(Stored data)
===============

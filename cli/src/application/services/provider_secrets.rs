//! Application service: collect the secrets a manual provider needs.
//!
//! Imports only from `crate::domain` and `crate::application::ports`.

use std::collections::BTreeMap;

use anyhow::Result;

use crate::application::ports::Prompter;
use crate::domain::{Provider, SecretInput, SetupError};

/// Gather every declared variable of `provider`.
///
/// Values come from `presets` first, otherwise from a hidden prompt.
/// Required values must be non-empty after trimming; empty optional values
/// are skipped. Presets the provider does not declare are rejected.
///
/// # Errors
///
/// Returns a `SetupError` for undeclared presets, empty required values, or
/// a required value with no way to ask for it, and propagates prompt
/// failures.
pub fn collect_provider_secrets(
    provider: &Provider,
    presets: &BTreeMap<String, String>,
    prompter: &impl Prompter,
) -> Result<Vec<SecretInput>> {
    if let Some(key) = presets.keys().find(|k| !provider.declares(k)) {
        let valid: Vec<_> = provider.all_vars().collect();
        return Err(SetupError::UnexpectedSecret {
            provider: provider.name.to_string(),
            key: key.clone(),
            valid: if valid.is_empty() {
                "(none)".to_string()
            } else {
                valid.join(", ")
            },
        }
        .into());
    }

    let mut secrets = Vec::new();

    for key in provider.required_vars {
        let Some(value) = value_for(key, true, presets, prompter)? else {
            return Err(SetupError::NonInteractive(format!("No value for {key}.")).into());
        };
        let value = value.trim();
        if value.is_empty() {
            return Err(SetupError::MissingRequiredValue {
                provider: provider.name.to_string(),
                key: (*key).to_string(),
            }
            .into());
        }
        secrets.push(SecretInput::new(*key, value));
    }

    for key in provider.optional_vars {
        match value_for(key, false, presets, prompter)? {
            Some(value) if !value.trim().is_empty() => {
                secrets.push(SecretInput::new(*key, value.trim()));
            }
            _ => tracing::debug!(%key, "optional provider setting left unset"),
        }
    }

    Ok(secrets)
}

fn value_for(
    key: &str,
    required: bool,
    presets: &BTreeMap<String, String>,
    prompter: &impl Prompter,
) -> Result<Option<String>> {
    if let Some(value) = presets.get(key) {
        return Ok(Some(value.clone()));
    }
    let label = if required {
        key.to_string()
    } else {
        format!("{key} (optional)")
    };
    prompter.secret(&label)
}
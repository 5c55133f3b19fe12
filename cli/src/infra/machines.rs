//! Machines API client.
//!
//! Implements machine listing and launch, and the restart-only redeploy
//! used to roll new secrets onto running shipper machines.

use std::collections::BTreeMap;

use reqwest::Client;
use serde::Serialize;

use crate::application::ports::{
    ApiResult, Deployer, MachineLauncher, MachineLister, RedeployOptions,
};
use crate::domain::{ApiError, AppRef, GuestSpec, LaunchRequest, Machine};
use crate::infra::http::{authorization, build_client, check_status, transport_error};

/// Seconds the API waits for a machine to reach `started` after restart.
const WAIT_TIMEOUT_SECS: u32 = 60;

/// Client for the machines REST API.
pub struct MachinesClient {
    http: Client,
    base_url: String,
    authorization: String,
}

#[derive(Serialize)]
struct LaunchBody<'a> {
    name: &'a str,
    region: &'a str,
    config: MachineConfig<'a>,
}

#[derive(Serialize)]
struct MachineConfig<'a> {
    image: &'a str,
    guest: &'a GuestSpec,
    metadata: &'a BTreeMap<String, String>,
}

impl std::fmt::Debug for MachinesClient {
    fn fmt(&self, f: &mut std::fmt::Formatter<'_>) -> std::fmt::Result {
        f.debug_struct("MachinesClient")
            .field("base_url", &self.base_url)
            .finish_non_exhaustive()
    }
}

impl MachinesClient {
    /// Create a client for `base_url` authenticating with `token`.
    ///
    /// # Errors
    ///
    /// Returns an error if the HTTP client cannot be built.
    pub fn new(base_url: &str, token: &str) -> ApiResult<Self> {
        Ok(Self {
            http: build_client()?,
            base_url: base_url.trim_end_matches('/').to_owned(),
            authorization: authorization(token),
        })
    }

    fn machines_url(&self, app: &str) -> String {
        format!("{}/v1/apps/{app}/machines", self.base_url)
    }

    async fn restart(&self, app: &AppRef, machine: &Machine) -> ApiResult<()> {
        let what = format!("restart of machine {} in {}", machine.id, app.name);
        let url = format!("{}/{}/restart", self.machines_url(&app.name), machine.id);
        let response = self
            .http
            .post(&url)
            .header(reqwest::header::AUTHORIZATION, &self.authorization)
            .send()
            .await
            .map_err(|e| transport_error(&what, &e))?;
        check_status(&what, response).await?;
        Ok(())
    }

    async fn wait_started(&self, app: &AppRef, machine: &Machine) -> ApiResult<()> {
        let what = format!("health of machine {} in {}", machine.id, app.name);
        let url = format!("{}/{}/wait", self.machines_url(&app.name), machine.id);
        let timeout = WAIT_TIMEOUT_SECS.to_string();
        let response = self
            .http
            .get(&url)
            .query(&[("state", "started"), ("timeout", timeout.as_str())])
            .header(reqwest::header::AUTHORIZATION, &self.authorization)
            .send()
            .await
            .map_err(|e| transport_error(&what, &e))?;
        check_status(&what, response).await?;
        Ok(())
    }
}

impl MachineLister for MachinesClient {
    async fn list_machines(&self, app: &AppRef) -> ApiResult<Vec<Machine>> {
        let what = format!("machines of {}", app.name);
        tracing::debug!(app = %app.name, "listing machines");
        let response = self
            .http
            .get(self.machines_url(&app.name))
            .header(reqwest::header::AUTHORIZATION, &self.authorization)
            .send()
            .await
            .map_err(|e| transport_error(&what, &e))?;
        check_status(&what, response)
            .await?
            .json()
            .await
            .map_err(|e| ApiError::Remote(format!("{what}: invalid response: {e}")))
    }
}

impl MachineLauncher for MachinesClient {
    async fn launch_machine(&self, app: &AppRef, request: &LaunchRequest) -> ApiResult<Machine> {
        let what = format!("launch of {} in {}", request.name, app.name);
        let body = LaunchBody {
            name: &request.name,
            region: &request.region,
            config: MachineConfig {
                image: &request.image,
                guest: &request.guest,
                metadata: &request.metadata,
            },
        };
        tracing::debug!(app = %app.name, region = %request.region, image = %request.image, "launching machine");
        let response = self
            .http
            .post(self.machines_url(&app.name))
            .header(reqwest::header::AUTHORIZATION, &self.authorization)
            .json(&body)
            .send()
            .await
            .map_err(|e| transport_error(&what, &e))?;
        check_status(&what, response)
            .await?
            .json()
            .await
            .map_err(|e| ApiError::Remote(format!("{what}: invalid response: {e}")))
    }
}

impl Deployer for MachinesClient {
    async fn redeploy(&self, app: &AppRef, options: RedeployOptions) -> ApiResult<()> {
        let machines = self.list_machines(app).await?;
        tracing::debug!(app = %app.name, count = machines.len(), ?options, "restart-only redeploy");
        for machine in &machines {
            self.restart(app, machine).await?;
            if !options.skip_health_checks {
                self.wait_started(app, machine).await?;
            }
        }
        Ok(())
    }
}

===============

Every line above is to be transcribed exactly.

filename cli/src/application/services/provider_secrets.rs
//! Application service: collect the secrets a manual provider needs.
//!
//! Imports only from `crate::domain` and `crate::application::ports`.

use std::collections::BTreeMap;

use anyhow::Result;

use crate::application::ports::Prompter;
use crate::domain::{Provider, SecretInput, SetupError};

/// Gather every declared variable of `provider`.
///
/// Values come from `presets` first, otherwise from a hidden prompt.
/// Required values must be non-empty after trimming; empty optional values
/// are skipped. Presets the provider does not declare are rejected.
///
/// # Errors
///
/// Returns a `SetupError` for undeclared presets, empty required values, or
/// a required value with no way to ask for it, and propagates prompt
/// failures.
pub fn collect_provider_secrets(
    provider: &Provider,
    presets: &BTreeMap<String, String>,
    prompter: &impl Prompter,
) -> Result<Vec<SecretInput>> {
    if let Some(key) = presets.keys().find(|k| !provider.declares(k)) {
        let valid: Vec<_> = provider.all_vars().collect();
        return Err(SetupError::UnexpectedSecret {
            provider: provider.name.to_string(),
            key: key.clone(),
            valid: if valid.is_empty() {
                "(none)".to_string()
            } else {
                valid.join(", ")
            },
        }
        .into());
    }

    let mut secrets = Vec::new();

    for key in provider.required_vars {
        let Some(value) = value_for(key, true, presets, prompter)? else {
            return Err(SetupError::NonInteractive(format!("No value for {key}.")).into());
        };
        let value = value.trim();
        if value.is_empty() {
            return Err(SetupError::MissingRequiredValue {
                provider: provider.name.to_string(),
                key: (*key).to_string(),
            }
            .into());
        }
        secrets.push(SecretInput::new(*key, value));
    }

    for key in provider.optional_vars {
        match value_for(key, false, presets, prompter)? {
            Some(value) if !value.trim().is_empty() => {
                secrets.push(SecretInput::new(*key, value.trim()));
            }
            _ => tracing::debug!(%key, "optional provider setting left unset"),
        }
    }

    Ok(secrets)
}

fn value_for(
    key: &str,
    required: bool,
    presets: &BTreeMap<String, String>,
    prompter: &impl Prompter,
) -> Result<Option<String>> {
    if let Some(value) = presets.get(key) {
        return Ok(Some(value.clone()));
    }
    let label = if required {
        key.to_string()
    } else {
        format!("{key} (optional)")
    };
    prompter.secret(&label)
}
repository 5c55133f3b19fe12
filename cli/src/infra/machines.rs
//! Machines API client.
//!
//! Implements machine listing and launch, and the restart-only redeploy
//! used to roll new secrets onto running shipper machines.

use std::collections::BTreeMap;

use reqwest::Client;
use serde::Serialize;

use crate::application::ports::{
    ApiResult, Deployer, MachineLauncher, MachineLister, RedeployOptions,
};
use crate::domain::{ApiError, AppRef, GuestSpec, LaunchRequest, Machine};
use crate::infra::http::{authorization, build_client, check_status, transport_error};

/// Seconds the API waits for a machine to reach `started` after restart.
const WAIT_TIMEOUT_SECS: u32 = 60;

/// Client for the machines REST API.
pub struct MachinesClient {
    http: Client,
    base_url: String,
    authorization: String,
}

#[derive(Serialize)]
struct LaunchBody<'a> {
    name: &'a str,
    region: &'a str,
    config: MachineConfig<'a>,
}

#[derive(Serialize)]
struct MachineConfig<'a> {
    image: &'a str,
    guest: &'a GuestSpec,
    metadata: &'a BTreeMap<String, String>,
}

impl std::fmt::Debug for MachinesClient {
    fn fmt(&self, f: &mut std::fmt::Formatter<'_>) -> std::fmt::Result {
        f.debug_struct("MachinesClient")
            .field("base_url", &self.base_url)
            .finish_non_exhaustive()
    }
}

impl MachinesClient {
    /// Create a client for `base_url` authenticating with `token`.
    ///
    /// # Errors
    ///
    /// Returns an error if the HTTP client cannot be built.
    pub fn new(base_url: &str, token: &str) -> ApiResult<Self> {
        Ok(Self {
            http: build_client()?,
            base_url: base_url.trim_end_matches('/').to_owned(),
            authorization: authorization(token),
        })
    }

    fn machines_url(&self, app: &str) -> String {
        format!("{}/v1/apps/{app}/machines", self.base_url)
    }

    async fn restart(&self, app: &AppRef, machine: &Machine) -> ApiResult<()> {
        let what = format!("restart of machine {} in {}", machine.id, app.name);
        let url = format!("{}/{}/restart", self.machines_url(&app.name), machine.id);
        let response = self
            .http
            .post(&url)
            .header(reqwest::header::AUTHORIZATION, &self.authorization)
            .send()
            .await
            .map_err(|e| transport_error(&what, &e))?;
        check_status(&what, response).await?;
        Ok(())
    }

    async fn wait_started(&self, app: &AppRef, machine: &Machine) -> ApiResult<()> {
        let what = format!("health of machine {} in {}", machine.id, app.name);
        let url = format!("{}/{}/wait", self.machines_url(&app.name), machine.id);
        let timeout = WAIT_TIMEOUT_SECS.to_string();
        let response = self
            .http
            .get(&url)
            .query(&[("state", "started"), ("timeout", timeout.as_str())])
            .header(reqwest::header::AUTHORIZATION, &self.authorization)
            .send()
            .await
            .map_err(|e| transport_error(&what, &e))?;
        check_status(&what, response).await?;
        Ok(())
    }
}

impl MachineLister for MachinesClient {
    async fn list_machines(&self, app: &AppRef) -> ApiResult<Vec<Machine>> {
        let what = format!("machines of {}", app.name);
        tracing::debug!(app = %app.name, "listing machines");
        let response = self
            .http
            .get(self.machines_url(&app.name))
            .header(reqwest::header::AUTHORIZATION, &self.authorization)
            .send()
            .await
            .map_err(|e| transport_error(&what, &e))?;
        check_status(&what, response)
            .await?
            .json()
            .await
            .map_err(|e| ApiError::Remote(format!("{what}: invalid response: {e}")))
    }
}

impl MachineLauncher for MachinesClient {
    async fn launch_machine(&self, app: &AppRef, request: &LaunchRequest) -> ApiResult<Machine> {
        let what = format!("launch of {} in {}", request.name, app.name);
        let body = LaunchBody {
            name: &request.name,
            region: &request.region,
            config: MachineConfig {
                image: &request.image,
                guest: &request.guest,
                metadata: &request.metadata,
            },
        };
        tracing::debug!(app = %app.name, region = %request.region, image = %request.image, "launching machine");
        let response = self
            .http
            .post(self.machines_url(&app.name))
            .header(reqwest::header::AUTHORIZATION, &self.authorization)
            .json(&body)
            .send()
            .await
            .map_err(|e| transport_error(&what, &e))?;
        check_status(&what, response)
            .await?
            .json()
            .await
            .map_err(|e| ApiError::Remote(format!("{what}: invalid response: {e}")))
    }
}

impl Deployer for MachinesClient {
    async fn redeploy(&self, app: &AppRef, options: RedeployOptions) -> ApiResult<()> {
        let machines = self.list_machines(app).await?;
        tracing::debug!(app = %app.name, count = machines.len(), ?options, "restart-only redeploy");
        for machine in &machines {
            self.restart(app, machine).await?;
            if !options.skip_health_checks {
                self.wait_started(app, machine).await?;
            }
        }
        Ok(())
    }
}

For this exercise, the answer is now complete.